#### PROVIDED DATA:
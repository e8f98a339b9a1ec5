//! Command templates.
//!
//! A template is shell text with ERB-style tags and `%s` shortcuts. Values
//! substituted through tags are tokenized with [`cmds_tokenize`], so they
//! reach the shell as exactly the words intended:
//!
//! ```rust
//! use cmds_template::{Format, render};
//! use cmds_tokenize::{TokenizeOptions, Value};
//! use std::collections::BTreeMap;
//!
//! let cmd = render(
//!     "cp %s %s",
//!     &[Value::from("my file.txt"), Value::from("backup/")],
//!     &BTreeMap::new(),
//!     &TokenizeOptions::default(),
//!     Format::Squish,
//! )
//! .unwrap();
//! assert_eq!(cmd, r"cp my\ file.txt backup/");
//! ```

pub mod context;
pub mod format;
pub mod shortcuts;
pub mod template;

pub use context::RenderContext;
pub use format::Format;
pub use shortcuts::replace_shortcuts;
pub use template::{Template, render};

#### WHAT IS NEEDED:
All lines from the one that holds "pub use format::Format;" to the end of the entries above must be transcribed exactly, both ends included, and no others.

#### RESPONSE BELOW:
pub use format::Format;
pub use shortcuts::replace_shortcuts;
pub use template::{Template, render};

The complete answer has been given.